BAND-STRUCTURE METHODS FOR INCOMMENSURABLY MODULATED CRYSTALS - APPLICATION TO THE LOW-TEMPERATURE PHASE OF TETRATHIAFULVALENE-TETRACYANOQUINODIMETHANE (TTF-TCNQ)

The superspace description of incommensurably modulated crystals is used to generalize commonly used band-structure methods to cover this class of crystals.

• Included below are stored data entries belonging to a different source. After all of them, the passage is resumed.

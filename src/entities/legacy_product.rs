//! Legacy product entity - The embedded object-database table of the offline app.
//! Each row holds one product document as JSON, in whatever shape it was saved.

use sea_orm::entity::prelude::*;
use serde::{Deserialize, Serialize};

/// Legacy product document
#[derive(Clone, Debug, PartialEq, Eq, DeriveEntityModel, Serialize, Deserialize)]
#[sea_orm(table_name = "legacy_products")]
pub struct Model {
    /// Row identifier
    #[sea_orm(primary_key)]
    pub id: i64,
    /// JSON-encoded product document
    #[sea_orm(column_type = "Text")]
    pub document: String,
}

/// Legacy documents have no relationships with other entities
#[derive(Copy, Clone, Debug, EnumIter, DeriveRelation)]
pub enum Relation {}

impl ActiveModelBehavior for ActiveModel {}
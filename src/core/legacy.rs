//! Legacy local sources awaiting migration.
//!
//! Two older app versions kept products locally: a flat JSON list under a single
//! key-value entry, and an embedded table holding one JSON document per row. Both
//! are read once, migrated, then cleared. An absent source reads as empty and
//! clearing it is a no-op. A single unreadable entry is skipped with a warning;
//! it never hides the rest of its source.

use crate::{
    core::record::ProductRecord,
    entities::{LegacyProduct, LocalStorage, legacy_product, local_storage},
    errors::Result,
};
use async_trait::async_trait;
use sea_orm::{QueryOrder, Set, prelude::*};
use tracing::warn;

/// Default key of the flat legacy product list.
pub const DEFAULT_STORAGE_KEY: &str = "toilet-products";

/// A read-then-clear source of legacy records.
#[async_trait]
pub trait LegacySource: Send + Sync {
    /// Short name used in logs.
    fn name(&self) -> &str;

    /// Reads every record the source holds.
    async fn load(&self) -> Result<Vec<ProductRecord>>;

    /// Removes everything the source holds.
    async fn clear(&self) -> Result<()>;
}

/// The flat JSON list stored under one `local_storage` key.
#[derive(Debug, Clone)]
pub struct KeyValueSource {
    db: DatabaseConnection,
    key: String,
}

impl KeyValueSource {
    /// Creates a source reading the list stored under `key`.
    #[must_use]
    pub fn new(db: DatabaseConnection, key: impl Into<String>) -> Self {
        Self {
            db,
            key: key.into(),
        }
    }

    /// Writes `records` as the JSON list under this source's key, replacing any
    /// previous value.
    pub async fn write(&self, records: &[ProductRecord]) -> Result<()> {
        let value = serde_json::to_string(records)?;
        self.clear().await?;
        local_storage::ActiveModel {
            key: Set(self.key.clone()),
            value: Set(value),
            updated_at: Set(chrono::Utc::now().naive_utc()),
            ..Default::default()
        }
        .insert(&self.db)
        .await?;
        Ok(())
    }
}

#[async_trait]
impl LegacySource for KeyValueSource {
    fn name(&self) -> &str {
        &self.key
    }

    async fn load(&self) -> Result<Vec<ProductRecord>> {
        let entry = LocalStorage::find()
            .filter(local_storage::Column::Key.eq(self.key.as_str()))
            .one(&self.db)
            .await?;

        let Some(entry) = entry else {
            return Ok(Vec::new());
        };

        let items: Vec<serde_json::Value> = serde_json::from_str(&entry.value)?;
        Ok(items
            .into_iter()
            .enumerate()
            .filter_map(|(index, item)| match serde_json::from_value(item) {
                Ok(record) => Some(record),
                Err(e) => {
                    warn!("Skipping unreadable entry {} in '{}': {}", index, self.key, e);
                    None
                }
            })
            .collect())
    }

    async fn clear(&self) -> Result<()> {
        LocalStorage::delete_many()
            .filter(local_storage::Column::Key.eq(self.key.as_str()))
            .exec(&self.db)
            .await?;
        Ok(())
    }
}

/// The embedded `legacy_products` document table.
#[derive(Debug, Clone)]
pub struct DocumentTableSource {
    db: DatabaseConnection,
}

impl DocumentTableSource {
    /// Creates a source over the `legacy_products` table.
    #[must_use]
    pub const fn new(db: DatabaseConnection) -> Self {
        Self { db }
    }

    /// Appends one record as a JSON document.
    pub async fn insert(&self, record: &ProductRecord) -> Result<()> {
        legacy_product::ActiveModel {
            document: Set(serde_json::to_string(record)?),
            ..Default::default()
        }
        .insert(&self.db)
        .await?;
        Ok(())
    }
}

#[async_trait]
impl LegacySource for DocumentTableSource {
    fn name(&self) -> &str {
        "legacy_products"
    }

    async fn load(&self) -> Result<Vec<ProductRecord>> {
        let rows = LegacyProduct::find()
            .order_by_asc(legacy_product::Column::Id)
            .all(&self.db)
            .await?;

        Ok(rows
            .into_iter()
            .filter_map(|row| match serde_json::from_str(&row.document) {
                Ok(record) => Some(record),
                Err(e) => {
                    warn!("Skipping unreadable legacy document {}: {}", row.id, e);
                    None
                }
            })
            .collect())
    }

    async fn clear(&self) -> Result<()> {
        LegacyProduct::delete_many().exec(&self.db).await?;
        Ok(())
    }
}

The methods considered are the nearly-free-electron method, the tight-binding method, and the Korringa-Kohn-Rostoker equations in the atomic-sphere approximation. Formulas describing the electrostatic potential and energies of an incommensurately modulated crystal are also given. This methodology is used to calculate the gap in the electronic spectrum of modulated phase of the organic conductor [2-(1,3-dithiole-2-ylidene)-1,3-dithiole]- {2,2'-(2,5-cyclohexadiene-1,4-diylidene)bis[propanedinitrile]} or tetrathiafulvalene-tetracyanoquinodimethane (TTF-TCNQ) from low-temperature x-ray-diffraction data. The calculation is based on a band-structure calculation for the isolated stacks of TTF molecules and TCNQ molecules using the valence-effective-Hamiltonian method. As a result, band gaps of 7 and 5 meV are found for the TCNQ and TTF stacks.